# Exercise details:
Your answer should be the number of lines in the listing that hold the string "scaled", with no other words.

# Exercise data:

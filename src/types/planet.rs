//! The planet record held by a solar system.
//!
//! ## Fixed-Point Representation
//!
//! Distance from the sun (AU) and day length (Earth hours) are stored as u64
//! scaled by 10^8 (see [`measure`](crate::types::measure)). Moon count is a
//! plain integer. All three compare exactly.

use std::fmt;

use crate::error::Result;
use crate::types::measure::{from_fixed_trimmed, parse_measure};

/// A planet: a name plus three orderable attributes.
///
/// Equality covers every field. Removing a planet from a
/// [`SolarSystem`](crate::SolarSystem) matches on this equality, so an
/// equal-but-distinct value removes the first stored match.
///
/// ## Example
///
/// ```
/// use solar_system::types::Planet;
///
/// let earth = Planet::parse("Earth", "1.0", "24.0", 1).unwrap();
///
/// assert_eq!(earth.name(), "Earth");
/// assert_eq!(earth.distance(), 100_000_000);
/// assert_eq!(earth.day_length(), 2_400_000_000);
/// assert_eq!(earth.moons(), 1);
/// ```
#[derive(Debug, Clone, PartialEq, Eq, Hash, Default)]
pub struct Planet {
    /// Display name
    name: String,

    /// Distance from the sun in AU (fixed-point, scaled by 10^8)
    distance: u64,

    /// Length of one day in Earth hours (fixed-point, scaled by 10^8)
    day_length: u64,

    /// Number of moons
    moons: u32,
}

impl Planet {
    /// Create a planet from raw fixed-point measures
    ///
    /// # Arguments
    ///
    /// * `name` - Display name
    /// * `distance` - Distance from the sun in AU (scaled by 10^8)
    /// * `day_length` - Day length in hours (scaled by 10^8)
    /// * `moons` - Number of moons
    pub fn new(name: impl Into<String>, distance: u64, day_length: u64, moons: u32) -> Self {
        Self {
            name: name.into(),
            distance,
            day_length,
            moons,
        }
    }

    /// Create a planet from decimal strings
    ///
    /// # Errors
    ///
    /// [`Error::InvalidMeasure`](crate::Error::InvalidMeasure) if either
    /// measure is not a non-negative decimal within range.
    pub fn parse(name: impl Into<String>, distance: &str, day_length: &str, moons: u32) -> Result<Self> {
        let distance = parse_measure("distance", distance)?;
        let day_length = parse_measure("day length", day_length)?;
        Ok(Self::new(name, distance, day_length, moons))
    }

    #[inline]
    pub fn name(&self) -> &str {
        &self.name
    }

    /// Distance from the sun (fixed-point AU)
    #[inline]
    pub fn distance(&self) -> u64 {
        self.distance
    }

    /// Day length (fixed-point hours)
    #[inline]
    pub fn day_length(&self) -> u64 {
        self.day_length
    }

    #[inline]
    pub fn moons(&self) -> u32 {
        self.moons
    }

    /// Append the canonical byte encoding of this planet to `buf`
    ///
    /// Layout: name length (u64 LE), name bytes (UTF-8), distance (u64 LE),
    /// day length (u64 LE), moons (u32 LE). Used for state roots.
    pub fn encode_into(&self, buf: &mut Vec<u8>) {
        buf.extend_from_slice(&(self.name.len() as u64).to_le_bytes());
        buf.extend_from_slice(self.name.as_bytes());
        buf.extend_from_slice(&self.distance.to_le_bytes());
        buf.extend_from_slice(&self.day_length.to_le_bytes());
        buf.extend_from_slice(&self.moons.to_le_bytes());
    }
}

impl fmt::Display for Planet {
    fn fmt(&self, f: &mut fmt::Formatter<'_>) -> fmt::Result {
        write!(
            f,
            "{} (Distance From Sun (AU): {}, Day Length (hr): {}, Number of Moons: {})",
            self.name,
            from_fixed_trimmed(self.distance),
            from_fixed_trimmed(self.day_length),
            self.moons,
        )
    }
}

// ============================================================================
// Unit Tests
// ============================================================================

#[cfg(test)]
mod tests {
    use super::*;
    use crate::error::Error;

    #[test]
    fn test_planet_new() {
        let planet = Planet::new("Mars", 152_366_231, 2_462_290_000, 2);

        assert_eq!(planet.name(), "Mars");
        assert_eq!(planet.distance(), 152_366_231);
        assert_eq!(planet.day_length(), 2_462_290_000);
        assert_eq!(planet.moons(), 2);
    }

    #[test]
    fn test_planet_parse() {
        let jupiter = Planet::parse("Jupiter", "5.2", "9.925", 95).unwrap();

        assert_eq!(jupiter.distance(), 520_000_000);
        assert_eq!(jupiter.day_length(), 992_500_000);
        assert_eq!(jupiter, Planet::new("Jupiter", 520_000_000, 992_500_000, 95));
    }

    #[test]
    fn test_planet_parse_rejects_bad_measure() {
        let err = Planet::parse("Nowhere", "1.0", "-3", 0).unwrap_err();
        assert!(matches!(err, Error::InvalidMeasure { field: "day length", .. }));

        let err = Planet::parse("Nowhere", "near", "1.0", 0).unwrap_err();
        assert!(matches!(err, Error::InvalidMeasure { field: "distance", .. }));
    }

    #[test]
    fn test_planet_equality_is_by_value() {
        let a = Planet::new("Venus", 72_300_000, 280_320_000_000, 0);
        let b = Planet::new("Venus", 72_300_000, 280_320_000_000, 0);
        let c = Planet::new("Venus", 72_300_000, 280_320_000_000, 1);

        assert_eq!(a, b);
        assert_ne!(a, c);
    }

    #[test]
    fn test_planet_encoding() {
        let planet = Planet::new("Io", 1, 2, 3);
        let mut buf = Vec::new();
        planet.encode_into(&mut buf);

        // 8 (len) + 2 (name) + 8 + 8 + 4
        assert_eq!(buf.len(), 30);
        assert_eq!(&buf[..8], &2u64.to_le_bytes());
        assert_eq!(&buf[8..10], b"Io");
        assert_eq!(&buf[26..], &3u32.to_le_bytes());
    }

    #[test]
    fn test_planet_display() {
        let earth = Planet::parse("Earth", "1", "24", 1).unwrap();
        assert_eq!(
            earth.to_string(),
            "Earth (Distance From Sun (AU): 1, Day Length (hr): 24, Number of Moons: 1)"
        );
    }
}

# Task solution:
5